Medidas cautelares e núcleo político
A Procuradoria-Geral da República solicitou à Justiça medidas cautelares contra Roberta Luchsinger, incluindo a proibição de deixar o país, a entrega do passaporte e a restrição de contato com outros investigados. O órgão, no entanto, se manifestou contra o uso de tornozeleira eletrônica.
Segundo a PF, Roberta integra o chamado “núcleo político” da organização criminosa, com atuação voltada à ocultação de patrimônio, movimentação financeira e uso de empresas para lavagem de dinheiro. Os investigadores apontam que ela teria sido beneficiária de notas fiscais emitidas sem a efetiva prestação de serviços.

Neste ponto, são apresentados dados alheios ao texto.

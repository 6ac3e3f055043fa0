use std::cmp::Ordering;

use ordered_float::OrderedFloat;

#[derive(Clone, Debug, PartialEq)]
pub struct Spin {
    pub value: i8,
    pub active: bool,
    pub coords: Vec<f64>,
}

impl Spin {
    pub fn new(coords: Vec<f64>) -> Self {
        Self {
            value: 1,
            active: true,
            coords,
        }
    }

    /// Signed contribution to the magnetization, 0 for inactive sites.
    #[inline(always)]
    pub fn signed_value(&self) -> i8 {
        if self.active {
            self.value
        } else {
            0
        }
    }

    #[inline(always)]
    pub fn reverse(&mut self) {
        self.value = -self.value;
    }

    /// Squared Euclidean distance used by the coupling term.
    ///
    /// Collapses to 1 when `sigma == 0` (contact coupling) or when the two
    /// sites coincide.
    pub fn distance_sq(&self, other: &Spin, sigma: f64) -> f64 {
        if sigma == 0.0 {
            return 1.0;
        }

        let distance: f64 = self
            .coords
            .iter()
            .zip(&other.coords)
            .map(|(a, b)| (a - b).powi(2))
            .sum();

        if distance == 0.0 {
            1.0
        } else {
            distance
        }
    }

    /// Lexicographic order over the axes.
    pub fn coord_cmp(&self, other: &Spin) -> Ordering {
        self.coords
            .iter()
            .copied()
            .map(OrderedFloat)
            .cmp(other.coords.iter().copied().map(OrderedFloat))
    }
}
/// Mixed-radix counter over `len` digits of base `radix`.
///
/// Digit 0 is the lowest one: `advance` increments it and carries upward.
/// A counter with zero digits yields exactly one (empty) combination.
#[derive(Clone, Debug)]
pub struct Odometer {
    digits: Vec<usize>,
    radix: usize,
    done: bool,
}

impl Odometer {
    pub fn new(len: usize, radix: usize) -> Self {
        Self {
            digits: vec![0; len],
            radix,
            done: radix == 0 && len > 0,
        }
    }

    #[inline(always)]
    pub fn digits(&self) -> &[usize] {
        &self.digits
    }

    /// Total number of combinations, `radix^len`.
    pub fn count(&self) -> usize {
        self.radix.pow(self.digits.len() as u32)
    }

    /// Step to the next combination. Returns `false` once every combination
    /// has been visited.
    pub fn advance(&mut self) -> bool {
        for digit in self.digits.iter_mut() {
            if *digit + 1 < self.radix {
                *digit += 1;
                return true;
            }
            *digit = 0;
        }
        self.done = true;
        false
    }

    /// Visit every combination, starting from the current one.
    pub fn for_each(mut self, mut f: impl FnMut(&[usize])) {
        while !self.done {
            f(&self.digits);
            self.advance();
        }
    }
}
use tap::Tap;
use tracing::debug;

use crate::config::{ModelConfig, ScalingMethod};
use crate::error::{ModelError, Result};
use crate::odometer::Odometer;
use crate::spin::Spin;

const SCALE_TOLERANCE: f64 = 1e-12;

/// Self-similar subdivision of the unit hypercube.
#[derive(Clone, Debug, PartialEq)]
pub struct FractalGeometry {
    pub axes: usize,
    pub depth: usize,
    pub scale: f64,
    pub slices: usize,
}

impl FractalGeometry {
    /// Derive scale and branching factor for the configured target dimension.
    pub fn from_config(config: &ModelConfig) -> Result<Self> {
        let dim = config.hausdorff_dim();
        let axes = config.axes();

        let (scale, slices) = match config.scaling() {
            ScalingMethod::Scaling => {
                let slices = config.slices();
                let scale = (-(axes as f64) * (slices as f64).ln() / dim).exp();
                (scale, slices)
            }
            ScalingMethod::Splitting => {
                let scale = config.scale();
                let slices = scale.powf(-dim / axes as f64).round().max(2.0) as usize;
                (scale, slices)
            }
        };

        debug!(dim, axes, scale, slices, "derived fractal geometry");

        Self::new(axes, config.depth(), scale, slices)
    }

    pub fn new(axes: usize, depth: usize, scale: f64, slices: usize) -> Result<Self> {
        if scale > (1.0 + SCALE_TOLERANCE) / slices as f64 {
            return Err(ModelError::InvalidScale { scale, slices });
        }

        Ok(Self {
            axes,
            depth,
            scale,
            slices,
        })
    }

    /// Distinct site positions along each axis, `2 * slices^depth`.
    pub fn shape(&self) -> Vec<usize> {
        vec![2 * self.slices.pow(self.depth as u32); self.axes]
    }

    pub fn spin_count(&self) -> usize {
        self.shape().iter().product()
    }

    /// Spacing factor between neighbouring self-similar copies.
    #[inline(always)]
    fn adjustment(&self) -> f64 {
        let slices = self.slices as f64;
        1.0 + (1.0 / self.scale - slices) / (slices - 1.0)
    }
}

pub struct LatticeGenerator;

impl LatticeGenerator {
    /// One spin at every corner of every smallest hypercube of the fractal,
    /// sorted lexicographically by coordinate.
    pub fn fractal(geometry: &FractalGeometry) -> Vec<Spin> {
        let FractalGeometry {
            axes,
            depth,
            scale,
            slices,
        } = *geometry;

        let adjustment = geometry.adjustment();
        let side = scale.powi(depth as i32);
        let level_scales: Vec<f64> = (0..depth)
            .map(|level| adjustment * scale.powi((depth - level) as i32))
            .collect();

        let cells = Odometer::new(axes * depth, slices);
        let corners = Odometer::new(axes, 2);
        let mut spins = Vec::with_capacity(cells.count() * corners.count());

        cells.for_each(|branches| {
            let corner: Vec<f64> = (0..axes)
                .map(|axis| {
                    branches[axis * depth..(axis + 1) * depth]
                        .iter()
                        .zip(&level_scales)
                        .map(|(&branch, level_scale)| level_scale * branch as f64)
                        .sum()
                })
                .collect();

            corners.clone().for_each(|offsets| {
                let coords = corner
                    .iter()
                    .zip(offsets)
                    .map(|(c, &o)| c + o as f64 * side)
                    .collect();
                spins.push(Spin::new(coords));
            });
        });

        spins.tap_mut(|s| s.sort_by(Spin::coord_cmp))
    }
}
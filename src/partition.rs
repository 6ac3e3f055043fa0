use bitvec::prelude::BitVec;
use rayon::ThreadPool;

use crate::error::{ModelError, Result};
use crate::neighbors::Neighborhood;
use crate::system::SpinSystem;

/// Largest active spin count the enumerator accepts.
pub const MAX_ENUMERATED_SPINS: usize = 63;

/// Exact partition function: the sum of `exp(-βH)` over every assignment
/// of the active spins, found by branching on each active site in turn.
///
/// The top `log2(threads) + 2` levels of the branching tree are forked onto
/// `pool`; deeper subtrees run on the worker that reached them.
pub fn partition_function<N: Neighborhood>(
    system: &SpinSystem<N>,
    pool: &ThreadPool,
) -> Result<f64> {
    let active = system.active_indices();
    if active.len() > MAX_ENUMERATED_SPINS {
        return Err(ModelError::TooManySpins {
            spins: active.len(),
        });
    }

    let fork_depth = usize::BITS as usize - pool.current_num_threads().leading_zeros() as usize + 1;

    let mut flips = system.flip_mask();
    let unflipped = system.effective_hamiltonian_masked(&flips).exp();

    Ok(pool.install(|| unflipped + branch(system, active, 0, &mut flips, fork_depth)))
}

/// Sum over every assignment of `active[k..]` that flips `active[k]`, plus
/// both continuations from `k + 1`. Leaves `flips` as it found it.
fn branch<N: Neighborhood>(
    system: &SpinSystem<N>,
    active: &[usize],
    k: usize,
    flips: &mut BitVec,
    fork_depth: usize,
) -> f64 {
    let Some(&site) = active.get(k) else {
        return 0.0;
    };

    flips.set(site, true);
    let mut z = system.effective_hamiltonian_masked(flips).exp();

    if fork_depth > 0 && k + 1 < active.len() {
        let mut kept = flips.clone();
        kept.set(site, false);
        let (with, without) = rayon::join(
            || branch(system, active, k + 1, flips, fork_depth - 1),
            || branch(system, active, k + 1, &mut kept, fork_depth - 1),
        );
        z += with + without;
        flips.set(site, false);
    } else {
        z += branch(system, active, k + 1, flips, 0);
        flips.set(site, false);
        z += branch(system, active, k + 1, flips, 0);
    }

    z
}
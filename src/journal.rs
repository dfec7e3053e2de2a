//! The durable prepared-claim journal: a map of claim uid to the devices
//! prepared for it, mirrored to disk before any prepare or unprepare returns
//! success and read back at agent startup. Writes go to a temp file that is
//! renamed into place, so a crash never leaves a partial journal.

use std::collections::{BTreeMap, HashMap};
use std::fs;
use std::path::PathBuf;

use tokio::sync::RwLock;
use tracing::info;

use crate::error::Result;
use crate::state::AllocatedDevice;

pub struct PreparedClaims {
    path: PathBuf,
    map: RwLock<HashMap<String, Vec<AllocatedDevice>>>,
}

impl PreparedClaims {
    /// Loads the journal from `path`; a missing file is an empty journal.
    pub fn load(path: PathBuf) -> Result<Self> {
        let map = match fs::read(&path) {
            Ok(bytes) => serde_json::from_slice(&bytes)?,
            Err(e) if e.kind() == std::io::ErrorKind::NotFound => HashMap::new(),
            Err(e) => return Err(e.into()),
        };
        if !map.is_empty() {
            info!(claims = map.len(), path = %path.display(), "prepared-claim journal loaded");
        }
        Ok(PreparedClaims {
            path,
            map: RwLock::new(map),
        })
    }

    pub async fn get(&self, claim_uid: &str) -> Option<Vec<AllocatedDevice>> {
        self.map.read().await.get(claim_uid).cloned()
    }

    pub async fn contains(&self, claim_uid: &str) -> bool {
        self.map.read().await.contains_key(claim_uid)
    }

    /// Records the claim and persists before returning; the in-memory map
    /// and the file never diverge.
    pub async fn insert(&self, claim_uid: &str, devices: Vec<AllocatedDevice>) -> Result<()> {
        let mut map = self.map.write().await;
        map.insert(claim_uid.to_string(), devices);
        self.persist(&map)
    }

    pub async fn remove(&self, claim_uid: &str) -> Result<Option<Vec<AllocatedDevice>>> {
        let mut map = self.map.write().await;
        let removed = map.remove(claim_uid);
        if removed.is_some() {
            self.persist(&map)?;
        }
        Ok(removed)
    }

    pub async fn snapshot(&self) -> HashMap<String, Vec<AllocatedDevice>> {
        self.map.read().await.clone()
    }

    fn persist(&self, map: &HashMap<String, Vec<AllocatedDevice>>) -> Result<()> {
        if let Some(dir) = self.path.parent() {
            fs::create_dir_all(dir)?;
        }
        // BTreeMap ordering keeps the serialization stable across rewrites.
        let ordered: BTreeMap<&String, &Vec<AllocatedDevice>> = map.iter().collect();
        let mut bytes = serde_json::to_vec_pretty(&ordered)?;
        bytes.push(b'\n');
        let tmp = self.path.with_extension("json.tmp");
        fs::write(&tmp, &bytes)?;
        fs::rename(&tmp, &self.path)?;
        Ok(())
    }
}

#[cfg(test)]
mod tests {
    use super::*;
    use crate::device::DeviceType;

    fn device(uid: &str) -> AllocatedDevice {
        AllocatedDevice {
            uid: uid.to_string(),
            device_type: DeviceType::Gpu,
            memory_mib: 14248,
            millicores: 1000,
            ..Default::default()
        }
    }

    #[tokio::test]
    async fn survives_reload() {
        let tmp = tempfile::tempdir().unwrap();
        let path = tmp.path().join("preparedClaims.json");

        let journal = PreparedClaims::load(path.clone()).unwrap();
        journal
            .insert("claim-1", vec![device("dev-1"), device("dev-2")])
            .await
            .unwrap();
        drop(journal);

        let journal = PreparedClaims::load(path).unwrap();
        let devices = journal.get("claim-1").await.unwrap();
        assert_eq!(devices.len(), 2);
        assert_eq!(devices[0].uid, "dev-1");
    }

    #[tokio::test]
    async fn remove_is_idempotent() {
        let tmp = tempfile::tempdir().unwrap();
        let journal = PreparedClaims::load(tmp.path().join("j.json")).unwrap();
        journal.insert("claim-1", vec![device("dev-1")]).await.unwrap();

        assert!(journal.remove("claim-1").await.unwrap().is_some());
        assert!(journal.remove("claim-1").await.unwrap().is_none());
        assert!(!journal.contains("claim-1").await);
    }

    #[tokio::test]
    async fn rewrite_is_byte_identical() {
        let tmp = tempfile::tempdir().unwrap();
        let path = tmp.path().join("j.json");
        let journal = PreparedClaims::load(path.clone()).unwrap();
        journal.insert("claim-b", vec![device("dev-2")]).await.unwrap();
        journal.insert("claim-a", vec![device("dev-1")]).await.unwrap();
        let before = fs::read(&path).unwrap();

        // Reload and persist without changes.
        let journal = PreparedClaims::load(path.clone()).unwrap();
        let map = journal.snapshot().await;
        journal.persist(&map).unwrap();
        let after = fs::read(&path).unwrap();
        assert_eq!(before, after);
        assert!(!path.with_extension("json.tmp").exists());
    }

    #[tokio::test]
    async fn missing_file_is_empty_journal() {
        let tmp = tempfile::tempdir().unwrap();
        let journal = PreparedClaims::load(tmp.path().join("absent.json")).unwrap();
        assert!(journal.snapshot().await.is_empty());
    }
}
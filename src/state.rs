//! The per-node allocation-state record: what is allocatable, what is
//! tainted, what has been requested, committed and prepared. The controller
//! writes the requested/committed maps, the node agent writes allocatable,
//! prepared and the status.

use std::collections::{BTreeSet, HashMap};

use serde::{Deserialize, Serialize};

use crate::device::{ConsumedMap, Device, DeviceMap, DeviceType};

#[derive(Debug, Clone, Copy, PartialEq, Eq, Serialize, Deserialize, Default)]
#[serde(rename_all = "snake_case")]
pub enum NodeStatus {
    #[default]
    NotReady,
    Ready,
}

impl std::fmt::Display for NodeStatus {
    fn fmt(&self, f: &mut std::fmt::Formatter<'_>) -> std::fmt::Result {
        let s = match self {
            NodeStatus::NotReady => "not_ready",
            NodeStatus::Ready => "ready",
        };
        write!(f, "{}", s)
    }
}

/// One device held by a claim. For a VF that is planned on a parent but not
/// yet provisioned, `uid` is empty and `parent_uid`/`vf_index`/`profile`
/// identify what to provision; the concrete uid is learned at prepare time.
#[derive(Debug, Clone, PartialEq, Eq, Serialize, Deserialize, Default)]
#[serde(rename_all = "camelCase", default)]
pub struct AllocatedDevice {
    pub uid: String,
    pub device_type: DeviceType,
    pub parent_uid: String,
    /// Memory this claim consumes from the device (or from the parent, for a
    /// planned VF).
    pub memory_mib: u64,
    pub millicores: u32,
    pub vf_index: u64,
    pub profile: String,
}

impl AllocatedDevice {
    /// A VF that still has to be provisioned on its parent.
    pub fn needs_provisioning(&self) -> bool {
        self.device_type == DeviceType::Vf && self.uid.is_empty()
    }
}

#[derive(Debug, Clone, PartialEq, Eq, Serialize, Deserialize, Default)]
#[serde(rename_all = "camelCase", default)]
pub struct AllocatedClaim {
    /// UID of the owning workload; empty when the claim has no owner.
    pub owner: String,
    pub devices: Vec<AllocatedDevice>,
}

/// Map of taint reasons per device uid; a device is schedulable only when its
/// reason set is empty or absent.
pub type TaintMap = HashMap<String, BTreeSet<String>>;

#[derive(Debug, Clone, Serialize, Deserialize, Default)]
#[serde(rename_all = "camelCase", default)]
pub struct AllocationState {
    pub status: NodeStatus,
    pub allocatable: DeviceMap,
    pub tainted: TaintMap,
    pub requested: HashMap<String, AllocatedClaim>,
    pub committed: HashMap<String, AllocatedClaim>,
    pub prepared: HashMap<String, Vec<AllocatedDevice>>,
}

impl AllocationState {
    pub fn is_tainted(&self, uid: &str) -> bool {
        self.tainted.get(uid).map_or(false, |r| !r.is_empty())
    }

    /// Rebuilds the consumed map from the requested and committed claims and
    /// from the VFs already present in the catalog. Always derived, never
    /// stored, so no drift can accumulate.
    pub fn consumed(&self) -> ConsumedMap {
        let mut consumed = ConsumedMap::new();

        // Physical VFs occupy a slot on their parent whether or not a claim
        // holds them yet.
        for dev in self.allocatable.values() {
            if dev.device_type == DeviceType::Vf && !dev.parent_uid.is_empty() {
                consumed.entry(dev.parent_uid.clone()).or_default().vfs += 1;
            }
        }

        for claim in self.requested.values().chain(self.committed.values()) {
            add_claim_consumption(&mut consumed, claim);
        }
        consumed
    }

    /// Owner of the VFs held on a physical function, from requested and
    /// committed claims. `None` when no claim holds a VF of that parent.
    /// An empty string is a real value: a claim without an owner.
    pub fn vf_owner(&self, parent_uid: &str) -> Option<String> {
        for claim in self.requested.values().chain(self.committed.values()) {
            for dev in &claim.devices {
                if dev.device_type != DeviceType::Vf {
                    continue;
                }
                let parent = if dev.parent_uid.is_empty() {
                    self.allocatable
                        .get(&dev.uid)
                        .map(|d| d.parent_uid.clone())
                        .unwrap_or_default()
                } else {
                    dev.parent_uid.clone()
                };
                if parent == parent_uid {
                    return Some(claim.owner.clone());
                }
            }
        }
        None
    }

    /// Committed claims (other than `except`) that hold a VF of the parent.
    pub fn committed_vf_claims_on(&self, parent_uid: &str, except: &str) -> Vec<String> {
        let mut uids = Vec::new();
        for (claim_uid, claim) in &self.committed {
            if claim_uid == except {
                continue;
            }
            let holds = claim.devices.iter().any(|d| {
                d.device_type == DeviceType::Vf
                    && (d.parent_uid == parent_uid
                        || self
                            .allocatable
                            .get(&d.uid)
                            .map_or(false, |v| v.parent_uid == parent_uid))
            });
            if holds {
                uids.push(claim_uid.clone());
            }
        }
        uids.sort();
        uids
    }

    /// Devices of the catalog that are schedulable at all: present and not
    /// tainted.
    pub fn untainted(&self) -> DeviceMap {
        self.allocatable
            .iter()
            .filter(|(uid, _)| !self.is_tainted(uid))
            .map(|(uid, dev)| (uid.clone(), dev.clone()))
            .collect()
    }
}

fn add_claim_consumption(consumed: &mut ConsumedMap, claim: &AllocatedClaim) {
    for dev in &claim.devices {
        if dev.needs_provisioning() {
            // A planned VF eats into its parent's budget.
            let entry = consumed.entry(dev.parent_uid.clone()).or_default();
            entry.vfs += 1;
            entry.memory_mib += dev.memory_mib;
            entry.millicores += dev.millicores;
        } else if !dev.uid.is_empty() {
            let entry = consumed.entry(dev.uid.clone()).or_default();
            entry.memory_mib += dev.memory_mib;
            entry.millicores += dev.millicores;
        }
    }
}

/// Helper used by tests and debug assertions: the invariants of a state
/// record that must hold after every operation.
pub fn check_invariants(state: &AllocationState) -> Result<(), String> {
    for (claim_uid, claim) in &state.committed {
        for dev in &claim.devices {
            if dev.needs_provisioning() {
                let parent = state.allocatable.get(&dev.parent_uid).ok_or(format!(
                    "claim {claim_uid}: parent {} not allocatable",
                    dev.parent_uid
                ))?;
                if parent.max_vfs == 0 {
                    return Err(format!(
                        "claim {claim_uid}: parent {} has SR-IOV disabled",
                        dev.parent_uid
                    ));
                }
            } else if !state.allocatable.contains_key(&dev.uid) {
                return Err(format!("claim {claim_uid}: device {} unknown", dev.uid));
            }
        }
    }

    let consumed = state.consumed();
    for (uid, used) in &consumed {
        if let Some(dev) = state.allocatable.get(uid) {
            if used.memory_mib > dev.memory_mib {
                return Err(format!("device {uid}: memory over-committed"));
            }
            if used.millicores > 1000 {
                return Err(format!("device {uid}: millicores over-committed"));
            }
            if dev.is_gpu() && used.vfs > dev.max_vfs {
                return Err(format!("device {uid}: VF slots over-committed"));
            }
        }
    }

    // Single-owner rule per physical function.
    let mut owners: HashMap<String, String> = HashMap::new();
    for claim in state.committed.values() {
        for dev in &claim.devices {
            if dev.device_type != DeviceType::Vf {
                continue;
            }
            let parent = if dev.parent_uid.is_empty() {
                match state.allocatable.get(&dev.uid) {
                    Some(v) => v.parent_uid.clone(),
                    None => continue,
                }
            } else {
                dev.parent_uid.clone()
            };
            if claim.owner.is_empty() {
                continue;
            }
            match owners.get(&parent) {
                Some(existing) if *existing != claim.owner => {
                    return Err(format!("parent {parent}: VFs from two owners"));
                }
                _ => {
                    owners.insert(parent, claim.owner.clone());
                }
            }
        }
    }
    Ok(())
}

/// Converts a discovered device into the claim-side record of an exclusive
/// hold on it: the device's whole memory and compute budget.
pub fn exclusive_hold(dev: &Device) -> AllocatedDevice {
    AllocatedDevice {
        uid: dev.uid.clone(),
        device_type: dev.device_type,
        parent_uid: dev.parent_uid.clone(),
        memory_mib: dev.memory_mib,
        millicores: dev.millicores,
        vf_index: dev.vf_index,
        profile: dev.vf_profile.clone(),
    }
}
#[tonic::async_trait]
impl<C: StateClient> pb::dra_plugin_server::DraPlugin for DraPluginService<C> {
    async fn node_prepare_resources(
        &self,
        request: Request<pb::NodePrepareResourcesRequest>,
    ) -> std::result::Result<Response<pb::NodePrepareResourcesResponse>, Status> {
        let mut claims = HashMap::new();
        for claim in request.into_inner().claims {
            let response = match self.0.prepare_claim(&claim).await {
                Ok(cdi_devices) => pb::NodePrepareResourceResponse {
                    cdi_devices,
                    error: String::new(),
                },
                Err(e) => {
                    error!(claim = %claim.uid, error = %e, "prepare failed");
                    pb::NodePrepareResourceResponse {
                        cdi_devices: Vec::new(),
                        error: e.to_string(),
                    }
                }
            };
            claims.insert(claim.uid, response);
        }
        Ok(Response::new(pb::NodePrepareResourcesResponse { claims }))
    }

    async fn node_unprepare_resources(
        &self,
        request: Request<pb::NodeUnprepareResourcesRequest>,
    ) -> std::result::Result<Response<pb::NodeUnprepareResourcesResponse>, Status> {
        let mut claims = HashMap::new();
        for claim in request.into_inner().claims {
            let response = match self.0.unprepare_claim(&claim.uid).await {
                Ok(()) => pb::NodeUnprepareResourceResponse {
                    error: String::new(),
                },
                Err(e) => {
                    error!(claim = %claim.uid, error = %e, "unprepare failed");
                    pb::NodeUnprepareResourceResponse {
                        error: e.to_string(),
                    }
                }
            };
            claims.insert(claim.uid, response);
        }
        Ok(Response::new(pb::NodeUnprepareResourcesResponse { claims }))
    }

    type NodeListAndWatchResourcesStream =
        Pin<Box<dyn Stream<Item = std::result::Result<pb::NodeListAndWatchResourcesResponse, Status>> + Send>>;

    /// Emits the allocatable set now and again on every catalog change.
    async fn node_list_and_watch_resources(
        &self,
        _request: Request<pb::NodeListAndWatchResourcesRequest>,
    ) -> std::result::Result<Response<Self::NodeListAndWatchResourcesStream>, Status> {
        let mut updates = self.0.subscribe();
        let (tx, rx) = mpsc::channel(16);
        tokio::spawn(async move {
            loop {
                let instances = updates.borrow_and_update().clone();
                if tx
                    .send(Ok(pb::NodeListAndWatchResourcesResponse { instances }))
                    .await
                    .is_err()
                {
                    break;
                }
                if updates.changed().await.is_err() {
                    break;
                }
            }
            info!("resource publication stream closed");
        });
        Ok(Response::new(Box::pin(ReceiverStream::new(rx))))
    }
}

Lobby no Ministério da Saúde
Além das fraudes no INSS, a PF também apura atuação de Roberta e do Careca do INSS em ações de lobby no Ministério da Saúde. Registros obtidos via Lei de Acesso à Informação mostram que ambos estiveram juntos na pasta representando empresas de tecnologia em saúde e, posteriormente, uma companhia ligada ao setor de cannabis medicinal.
Mensagens interceptadas indicam que Roberta demonstrava preocupação em ter seu nome associado ao do lobista, especialmente após reportagens jornalísticas começarem a apurar as relações empresariais e políticas do grupo. À época, o Ministério da Saúde afirmou que não houve desdobramentos institucionais após as reuniões.